**Source material:**

-- -- --

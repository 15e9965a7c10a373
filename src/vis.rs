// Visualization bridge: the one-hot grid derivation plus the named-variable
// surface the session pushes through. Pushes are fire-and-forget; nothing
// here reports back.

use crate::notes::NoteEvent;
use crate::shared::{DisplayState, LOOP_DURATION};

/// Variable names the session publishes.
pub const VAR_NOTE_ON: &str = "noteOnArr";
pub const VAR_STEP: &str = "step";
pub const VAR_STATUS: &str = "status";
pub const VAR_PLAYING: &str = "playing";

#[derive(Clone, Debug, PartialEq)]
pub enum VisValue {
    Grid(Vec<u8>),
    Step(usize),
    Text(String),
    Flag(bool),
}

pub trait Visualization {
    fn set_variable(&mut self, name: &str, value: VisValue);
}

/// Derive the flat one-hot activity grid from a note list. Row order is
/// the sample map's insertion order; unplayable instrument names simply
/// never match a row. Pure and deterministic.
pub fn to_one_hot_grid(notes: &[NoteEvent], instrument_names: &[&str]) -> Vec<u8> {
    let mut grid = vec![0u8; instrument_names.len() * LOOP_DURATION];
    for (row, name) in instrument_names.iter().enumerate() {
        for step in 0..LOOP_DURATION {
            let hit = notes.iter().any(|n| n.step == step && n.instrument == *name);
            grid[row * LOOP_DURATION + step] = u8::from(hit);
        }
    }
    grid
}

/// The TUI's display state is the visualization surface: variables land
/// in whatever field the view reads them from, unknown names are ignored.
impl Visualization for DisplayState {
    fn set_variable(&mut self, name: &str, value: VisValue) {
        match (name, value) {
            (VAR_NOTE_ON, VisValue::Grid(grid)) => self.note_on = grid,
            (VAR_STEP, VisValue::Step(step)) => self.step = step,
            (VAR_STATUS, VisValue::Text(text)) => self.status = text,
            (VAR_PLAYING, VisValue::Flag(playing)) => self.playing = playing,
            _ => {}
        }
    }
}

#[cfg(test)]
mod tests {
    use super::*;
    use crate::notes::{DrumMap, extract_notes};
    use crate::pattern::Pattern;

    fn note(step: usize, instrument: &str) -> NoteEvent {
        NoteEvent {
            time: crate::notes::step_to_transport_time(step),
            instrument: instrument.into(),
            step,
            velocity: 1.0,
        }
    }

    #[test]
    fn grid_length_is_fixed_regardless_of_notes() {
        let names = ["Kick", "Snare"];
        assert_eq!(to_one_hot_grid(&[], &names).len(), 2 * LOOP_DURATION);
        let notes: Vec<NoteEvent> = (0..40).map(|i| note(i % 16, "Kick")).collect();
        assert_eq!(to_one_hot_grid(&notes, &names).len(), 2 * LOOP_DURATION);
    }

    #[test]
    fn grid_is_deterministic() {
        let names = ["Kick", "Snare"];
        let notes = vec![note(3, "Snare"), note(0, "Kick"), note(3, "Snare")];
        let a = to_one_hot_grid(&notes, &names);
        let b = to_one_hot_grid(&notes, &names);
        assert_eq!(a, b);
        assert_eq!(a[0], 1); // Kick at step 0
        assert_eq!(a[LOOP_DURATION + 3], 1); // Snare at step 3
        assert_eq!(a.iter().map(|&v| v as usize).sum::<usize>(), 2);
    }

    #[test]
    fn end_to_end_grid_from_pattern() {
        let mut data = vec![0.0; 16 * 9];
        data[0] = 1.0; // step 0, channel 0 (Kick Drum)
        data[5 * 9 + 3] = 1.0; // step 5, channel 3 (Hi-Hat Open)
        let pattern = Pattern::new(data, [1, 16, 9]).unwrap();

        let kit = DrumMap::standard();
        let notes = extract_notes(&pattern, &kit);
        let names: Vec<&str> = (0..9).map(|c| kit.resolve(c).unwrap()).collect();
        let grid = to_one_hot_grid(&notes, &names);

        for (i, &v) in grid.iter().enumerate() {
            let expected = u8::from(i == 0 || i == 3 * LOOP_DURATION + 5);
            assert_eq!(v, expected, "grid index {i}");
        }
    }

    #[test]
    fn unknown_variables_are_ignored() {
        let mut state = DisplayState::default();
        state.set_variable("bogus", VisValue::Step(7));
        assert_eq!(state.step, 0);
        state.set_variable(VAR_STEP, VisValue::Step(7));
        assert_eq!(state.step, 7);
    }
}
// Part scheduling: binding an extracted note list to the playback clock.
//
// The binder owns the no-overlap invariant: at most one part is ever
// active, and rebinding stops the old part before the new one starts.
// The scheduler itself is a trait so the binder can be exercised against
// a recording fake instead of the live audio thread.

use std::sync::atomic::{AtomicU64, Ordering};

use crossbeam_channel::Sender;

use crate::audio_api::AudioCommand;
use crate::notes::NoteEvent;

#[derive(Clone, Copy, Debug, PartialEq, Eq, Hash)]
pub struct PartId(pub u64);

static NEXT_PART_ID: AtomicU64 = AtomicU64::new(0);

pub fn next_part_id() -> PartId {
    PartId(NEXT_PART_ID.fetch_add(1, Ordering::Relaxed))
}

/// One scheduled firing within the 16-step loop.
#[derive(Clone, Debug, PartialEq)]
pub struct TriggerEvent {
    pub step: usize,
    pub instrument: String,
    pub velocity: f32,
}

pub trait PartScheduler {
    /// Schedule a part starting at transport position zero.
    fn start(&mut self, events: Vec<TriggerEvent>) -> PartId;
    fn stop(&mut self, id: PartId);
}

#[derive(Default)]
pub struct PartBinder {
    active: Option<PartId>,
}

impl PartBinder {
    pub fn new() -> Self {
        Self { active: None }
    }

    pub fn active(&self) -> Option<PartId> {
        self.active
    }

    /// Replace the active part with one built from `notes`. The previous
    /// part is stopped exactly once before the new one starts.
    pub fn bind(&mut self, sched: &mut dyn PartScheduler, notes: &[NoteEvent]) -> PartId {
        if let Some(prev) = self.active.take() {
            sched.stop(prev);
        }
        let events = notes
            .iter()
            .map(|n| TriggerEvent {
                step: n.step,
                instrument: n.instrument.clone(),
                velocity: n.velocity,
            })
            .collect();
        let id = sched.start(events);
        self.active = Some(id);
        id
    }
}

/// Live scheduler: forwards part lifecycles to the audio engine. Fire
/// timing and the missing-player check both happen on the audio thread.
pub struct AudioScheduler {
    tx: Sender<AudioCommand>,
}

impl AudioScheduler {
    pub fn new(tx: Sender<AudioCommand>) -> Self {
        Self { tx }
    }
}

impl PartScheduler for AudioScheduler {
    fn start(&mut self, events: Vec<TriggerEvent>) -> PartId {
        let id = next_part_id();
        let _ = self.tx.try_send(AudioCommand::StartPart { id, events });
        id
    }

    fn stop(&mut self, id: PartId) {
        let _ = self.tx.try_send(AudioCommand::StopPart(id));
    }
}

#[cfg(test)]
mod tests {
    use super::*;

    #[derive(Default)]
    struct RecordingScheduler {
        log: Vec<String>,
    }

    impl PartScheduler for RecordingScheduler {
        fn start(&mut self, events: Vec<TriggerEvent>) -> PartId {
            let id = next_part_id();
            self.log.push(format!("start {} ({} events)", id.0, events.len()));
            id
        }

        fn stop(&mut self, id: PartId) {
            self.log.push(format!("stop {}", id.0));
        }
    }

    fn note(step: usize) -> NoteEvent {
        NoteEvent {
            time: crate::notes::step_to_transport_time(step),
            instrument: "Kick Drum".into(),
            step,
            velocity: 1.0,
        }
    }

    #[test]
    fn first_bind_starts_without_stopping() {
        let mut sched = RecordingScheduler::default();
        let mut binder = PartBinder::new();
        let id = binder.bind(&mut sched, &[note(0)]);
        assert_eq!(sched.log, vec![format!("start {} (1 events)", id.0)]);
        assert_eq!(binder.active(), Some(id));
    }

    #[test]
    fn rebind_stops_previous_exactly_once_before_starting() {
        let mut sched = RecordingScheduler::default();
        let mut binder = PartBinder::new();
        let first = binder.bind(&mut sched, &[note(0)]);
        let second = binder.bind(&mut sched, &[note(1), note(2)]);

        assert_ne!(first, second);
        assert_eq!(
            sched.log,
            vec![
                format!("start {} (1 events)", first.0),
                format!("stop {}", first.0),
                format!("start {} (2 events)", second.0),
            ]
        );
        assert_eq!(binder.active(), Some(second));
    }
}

-- -- --

**Description of the task:** Report all lines of the material that contain the word "Ordering".

**Answer:**
use std::sync::atomic::{AtomicU64, Ordering};
    PartId(NEXT_PART_ID.fetch_add(1, Ordering::Relaxed))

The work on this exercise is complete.